Over two millennia later, this line of reasoning still resonates. The crux is that the perceived imbalance of power fuels a notion of dominance. Conventions between countries seem to be upheld only when a sense of equality exists; “right, as the world goes, is only in question between equals in power”. However, when a country feels it is more powerful, it no longer finds it necessary to abide by the principles of fairness and established norms if contrary to its interests. Morality and ethics are simply cast aside; the use of coercive force now manifests itself.

“Knowing you and everybody else having the same power as we have, would do the same as we do. “ This essentially sums up the assertion of rights of uninhibited power. As Thucydides, states in this timeless dialogue which he was not witness to but dramatized; “the standard of justice depends on the equality of power to compel”. It’s a sharp analysis of human behaviour which has a direct influence on power and politics as far as nations are concerned.

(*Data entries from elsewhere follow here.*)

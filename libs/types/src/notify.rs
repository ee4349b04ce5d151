//! Notification boundary
//!
//! The core emits notices; delivering them (email, push, websocket) is
//! somebody else's job. Sinks must not block and must not fail the caller.

use crate::ids::UserId;
use serde::{Deserialize, Serialize};
use serde_json::Value;
use std::sync::Mutex;

/// What happened, from the notified user's point of view
#[derive(Debug, Clone, Copy, PartialEq, Eq, Hash, Serialize, Deserialize)]
#[serde(rename_all = "SCREAMING_SNAKE_CASE")]
pub enum NoticeKind {
    OfferAccepted,
    OfferExpired,
    ListingExpired,
    PaymentCaptured,
    PaymentFailed,
    TicketsDelivered,
    ReceiptConfirmed,
    PayoutReleased,
    TransactionCancelled,
    TransactionRefunded,
}

/// A single outbound notification
#[derive(Debug, Clone, PartialEq, Serialize, Deserialize)]
pub struct Notice {
    pub kind: NoticeKind,
    pub body: Value,
}

impl Notice {
    pub fn new(kind: NoticeKind, body: Value) -> Self {
        Self { kind, body }
    }
}

/// Outbound notification sink
pub trait NotificationSink: Send + Sync {
    fn notify(&self, user: UserId, notice: Notice);
}

/// Sink that drops everything
#[derive(Debug, Default)]
pub struct NullSink;

impl NotificationSink for NullSink {
    fn notify(&self, _user: UserId, _notice: Notice) {}
}

/// Sink that records every notice, for test assertions
#[derive(Debug, Default)]
pub struct RecordingSink {
    sent: Mutex<Vec<(UserId, Notice)>>,
}

impl RecordingSink {
    pub fn new() -> Self {
        Self::default()
    }

    /// Snapshot of everything sent so far
    pub fn sent(&self) -> Vec<(UserId, Notice)> {
        self.sent.lock().unwrap().clone()
    }

    /// How many notices of one kind went out
    pub fn count_of(&self, kind: NoticeKind) -> usize {
        self.sent
            .lock()
            .unwrap()
            .iter()
            .filter(|(_, n)| n.kind == kind)
            .count()
    }
}

impl NotificationSink for RecordingSink {
    fn notify(&self, user: UserId, notice: Notice) {
        self.sent.lock().unwrap().push((user, notice));
    }
}
//! Marketplace Record Store
//!
//! Provides the shared record store for offers, listings, and escrow
//! transactions: atomic conditional updates, the one-shot offer/listing
//! match primitive, bounded sweep scans, and a checksummed transition
//! audit log.

pub mod audit;
pub mod store;

pub use audit::{AuditError, TransitionLog, TransitionRecord};
pub use store::MarketStore;
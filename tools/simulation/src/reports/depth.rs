//! Depth visualization export
//!
//! Exports order book depth snapshots as JSON for external visualization.

use crate::engine::SimEngine;
use rust_decimal::Decimal;
use serde::{Deserialize, Serialize};

/// A single depth level for export.
#[derive(Debug, Clone, Serialize, Deserialize)]
pub struct DepthLevel {
    pub price: String,
    pub quantity: String,
    pub cumulative_quantity: String,
}

/// Complete depth snapshot.
#[derive(Debug, Clone, Serialize, Deserialize)]
pub struct DepthSnapshot {
    pub symbol: String,
    pub timestamp: i64,
    pub bids: Vec<DepthLevel>,
    pub asks: Vec<DepthLevel>,
    pub total_bid_depth: String,
    pub total_ask_depth: String,
    pub spread: Option<String>,
}

/// Generate a depth snapshot from the engine.
pub fn snapshot(engine: &SimEngine, timestamp: i64) -> DepthSnapshot {
    let bid_levels = engine.bid_levels();
    let ask_levels = engine.ask_levels();

    let mut cumulative = Decimal::ZERO;
    let bids: Vec<DepthLevel> = bid_levels.iter().map(|(price, qty)| {
        cumulative += *qty;
        DepthLevel {
            price: price.to_string(),
            quantity: qty.to_string(),
            cumulative_quantity: cumulative.to_string(),
        }
    }).collect();

    cumulative = Decimal::ZERO;
    let asks: Vec<DepthLevel> = ask_levels.iter().map(|(price, qty)| {
        cumulative += *qty;
        DepthLevel {
            price: price.to_string(),
            quantity: qty.to_string(),
            cumulative_quantity: cumulative.to_string(),
        }
    }).collect();

    let spread = match (engine.best_bid(), engine.best_ask()) {
        (Some(bid), Some(ask)) => {
            Some((ask.as_decimal() - bid.as_decimal()).to_string())
        }
        _ => None,
    };

    DepthSnapshot {
        symbol: engine.symbol.as_str().to_string(),
        timestamp,
        bids,
        asks,
        total_bid_depth: engine.bid_depth().to_string(),
        total_ask_depth: engine.ask_depth().to_string(),
        spread,
    }
}

/// Export depth snapshot as JSON string.
pub fn export_json(engine: &SimEngine, timestamp: i64) -> String {
    let snap = snapshot(engine, timestamp);
    serde_json::to_string_pretty(&snap).unwrap_or_default()
}

#[cfg(test)]
mod tests {
    use super::*;
    use crate::engine::SimEngine;
    use rust_decimal::Decimal;
    use types::fee::FeeTier;
    use types::ids::{AccountId, MarketId};
    use types::numeric::Price;
    use types::order::Side;

    fn test_engine() -> SimEngine {
        let fee = FeeTier {
            volume_threshold: Decimal::ZERO,
            maker_rate: Decimal::from_str_exact("0.0002").unwrap(),
            taker_rate: Decimal::from_str_exact("0.0005").unwrap(),
        };
        SimEngine::new(MarketId::new("BTC/USDT"), fee)
    }

    #[test]
    fn test_depth_snapshot() {
        let mut engine = test_engine();
        let acc = AccountId::new();
        engine.submit_order(acc, Side::BUY, Price::from_u64(49900), Decimal::from(2), 100);
        engine.submit_order(acc, Side::BUY, Price::from_u64(49800), Decimal::from(3), 101);
        engine.submit_order(acc, Side::SELL, Price::from_u64(50100), Decimal::from(1), 102);

        let snap = snapshot(&engine, 200);
        assert_eq!(snap.symbol, "BTC/USDT");
        assert_eq!(snap.bids.len(), 2);
        assert_eq!(snap.asks.len(), 1);
        assert!(snap.spread.is_some());
    }

    #[test]
    fn test_export_json() {
        let mut engine = test_engine();
        let acc = AccountId::new();
        engine.submit_order(acc, Side::BUY, Price::from_u64(49900), Decimal::ONE, 100);
        engine.submit_order(acc, Side::SELL, Price::from_u64(50100), Decimal::ONE, 101);

        let json = export_json(&engine, 200);
        assert!(json.contains("BTC/USDT"));
        assert!(json.contains("bids"));
        assert!(json.contains("asks"));
    }

    #[test]
    fn test_cumulative_quantity() {
        let mut engine = test_engine();
        let acc = AccountId::new();
        engine.submit_order(acc, Side::BUY, Price::from_u64(49900), Decimal::from(2), 100);
        engine.submit_order(acc, Side::BUY, Price::from_u64(49800), Decimal::from(3), 101);

        let snap = snapshot(&engine, 200);
        // First bid: qty=2, cum=2. Second bid: qty=3, cum=5.
        assert_eq!(snap.bids.len(), 2);
        assert_eq!(snap.total_bid_depth, "5");
    }
}
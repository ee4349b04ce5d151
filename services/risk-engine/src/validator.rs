//! Pre-trade risk validation
//!
//! Validates incoming orders against margin requirements, leverage limits,
//! and position limits per specs §5.3.1, §5.4, and §9.3.6.

use rust_decimal::Decimal;
use types::account::{Account, AccountType};
use types::order::Order;
use types::position::Position;
use types::risk::RiskCheckResult;

use crate::exposure;
use crate::margin;

/// Maximum position size per account tier per spec §5.14.2
#[allow(dead_code)]
const POSITION_LIMIT_RETAIL: u64 = 100_000;
const POSITION_LIMIT_DEFAULT: u64 = 1_000_000;

/// Validate an incoming order against all risk checks.
///
/// Returns `RiskCheckResult::Pass` if all checks succeed,
/// otherwise returns the first failing check.
///
/// Checks performed (in order):
/// 1. Account is active
/// 2. Leverage within tier limits
/// 3. Sufficient available margin
/// 4. Position size within limits
pub fn validate_order(
    account: &Account,
    order: &Order,
    positions: &[Position],
) -> RiskCheckResult {
    // 1. Account must be active
    if !account.is_active() {
        return RiskCheckResult::InsufficientMargin {
            required: Decimal::ZERO,
            available: Decimal::ZERO,
        };
    }

    let order_price = order.price.as_decimal();
    let order_qty = order.remaining_quantity.as_decimal();
    let notional = order_qty * order_price;

    // 2. Check leverage limits per spec §5.4.1
    let leverage = determine_leverage(account);
    let tier = margin::leverage_tier(notional);
    if leverage > tier.max_leverage {
        return RiskCheckResult::LeverageExceeded {
            max_leverage: tier.max_leverage,
            requested: leverage,
        };
    }

    // 3. Check collateral sufficiency per spec §5.3.1
    let required_margin = margin::order_margin(order_qty, order_price, leverage);
    let available = compute_available_margin(account, positions);
    if required_margin > available {
        return RiskCheckResult::InsufficientMargin {
            required: required_margin,
            available,
        };
    }

    // 4. Check position size limits
    let current_exposure = exposure::total_exposure(positions);
    let new_total = current_exposure + notional;
    let limit = position_limit(account);
    if new_total > limit {
        return RiskCheckResult::PositionLimitExceeded {
            limit: types::numeric::Quantity::new(limit),
            requested: types::numeric::Quantity::new(new_total),
        };
    }

    RiskCheckResult::Pass
}

/// Check collateral sufficiency only (simpler check).
///
/// Used for quick balance verification without full validation.
pub fn check_collateral(
    available_balance: Decimal,
    required_margin: Decimal,
) -> RiskCheckResult {
    if available_balance >= required_margin {
        RiskCheckResult::Pass
    } else {
        RiskCheckResult::InsufficientMargin {
            required: required_margin,
            available: available_balance,
        }
    }
}

/// Determine effective leverage for an account based on type.
fn determine_leverage(account: &Account) -> u8 {
    match account.account_type {
        AccountType::SPOT => 1,
        AccountType::MARGIN => 10,
        AccountType::FUTURES => 10, // Default; real impl reads from position
    }
}

/// Compute available margin from account state and positions.
fn compute_available_margin(account: &Account, positions: &[Position]) -> Decimal {
    // Sum all available balances as collateral
    let total_balance: Decimal = account
        .balances
        .values()
        .map(|b| b.available)
        .sum();

    let total_upnl = exposure::total_unrealized_pnl(positions);
    let eq = exposure::equity(total_balance, total_upnl);
    let mm_used = exposure::total_maintenance_margin(positions);
    let locked: Decimal = account.balances.values().map(|b| b.locked).sum();

    margin::available_margin(eq, mm_used, locked)
}

/// Position limit based on account type.
fn position_limit(account: &Account) -> Decimal {
    match account.account_type {
        AccountType::SPOT => Decimal::from(POSITION_LIMIT_DEFAULT),
        AccountType::MARGIN => Decimal::from(POSITION_LIMIT_DEFAULT),
        AccountType::FUTURES => Decimal::from(POSITION_LIMIT_DEFAULT),
    }
}

#[cfg(test)]
mod tests {
    use super::*;
    use types::account::{Account, AccountStatus, AccountType, Balance};
    use types::ids::{AccountId, MarketId};
    use types::numeric::{Price, Quantity};
    use types::order::{Order, Side, TimeInForce};
    use types::position::{Position, PositionSide};

    fn make_account(balance: u64) -> Account {
        let mut account = Account::new(AccountType::FUTURES, 1708123456789000000);
        let bal = Balance::new("USDT", Decimal::from(balance));
        account.set_balance(bal, 1708123456789000000);
        account
    }

    fn make_order(account_id: AccountId, price: u64, qty: &str) -> Order {
        Order::new(
            account_id,
            MarketId::new("BTC/USDT"),
            Side::BUY,
            Price::from_u64(price),
            Quantity::from_str(qty).unwrap(),
            TimeInForce::GTC,
            1708123456789000000,
        )
    }

    #[test]
    fn test_validate_order_passes() {
        let account = make_account(100_000);
        let order = make_order(account.account_id, 50_000, "0.1");
        // Notional = 0.1 × 50000 = 5000, margin = 5000/10 = 500
        // Available = 100000 (no positions)
        let result = validate_order(&account, &order, &[]);
        assert_eq!(result, RiskCheckResult::Pass);
    }

    #[test]
    fn test_validate_order_insufficient_margin() {
        let account = make_account(100);
        let order = make_order(account.account_id, 50_000, "1.0");
        // Notional = 50000, margin = 5000, available = 100
        let result = validate_order(&account, &order, &[]);
        assert!(matches!(result, RiskCheckResult::InsufficientMargin { .. }));
    }

    #[test]
    fn test_validate_order_inactive_account() {
        let mut account = make_account(100_000);
        account.status = AccountStatus::SUSPENDED;
        let order = make_order(account.account_id, 50_000, "0.1");
        let result = validate_order(&account, &order, &[]);
        assert!(matches!(result, RiskCheckResult::InsufficientMargin { .. }));
    }

    #[test]
    fn test_check_collateral_pass() {
        let result = check_collateral(Decimal::from(10_000), Decimal::from(5_000));
        assert_eq!(result, RiskCheckResult::Pass);
    }

    #[test]
    fn test_check_collateral_fail() {
        let result = check_collateral(Decimal::from(100), Decimal::from(5_000));
        match result {
            RiskCheckResult::InsufficientMargin { required, available } => {
                assert_eq!(required, Decimal::from(5_000));
                assert_eq!(available, Decimal::from(100));
            }
            _ => panic!("Expected InsufficientMargin"),
        }
    }

    #[test]
    fn test_validate_with_existing_positions() {
        let account = make_account(10_000);
        let order = make_order(account.account_id, 50_000, "0.1");

        // Existing position uses maintenance margin
        let position = Position::new(
            account.account_id,
            MarketId::new("BTC/USDT"),
            PositionSide::LONG,
            Quantity::from_str("1.0").unwrap(),
            Price::from_u64(50_000),
            Price::from_u64(50_000),
            Price::from_u64(49_500),
            Decimal::from(5_000),
            Decimal::from(5_000), // MM = 5000, eats into available
            10,
            1708123456789000000,
        );

        let result = validate_order(&account, &order, &[position]);
        // Available = equity(10000, 0) - mm(5000) - locked(0) = 5000
        // Required = 5000/10 = 500 → should pass
        assert_eq!(result, RiskCheckResult::Pass);
    }
}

One of the lessons to be learnt from this invaluable text is that appeals to reason and logic have their inherent limitations when one power sees itself as enjoying superiority over the other. Relations between countries lack a framework of regulations resulting in power displacing justice. It is therefore imperative to maintain a balance of power against someone who displays expansionist thinking, as aggressive belligerence may lead to serious conflicts.

Another important aspect is the effect of war on a nation which finds itself transformed and thereafter tries to unduly and unjustly assert itself in achieving its objectives. In reality, however, it is unprepared for the consequences of applying its power unwisely.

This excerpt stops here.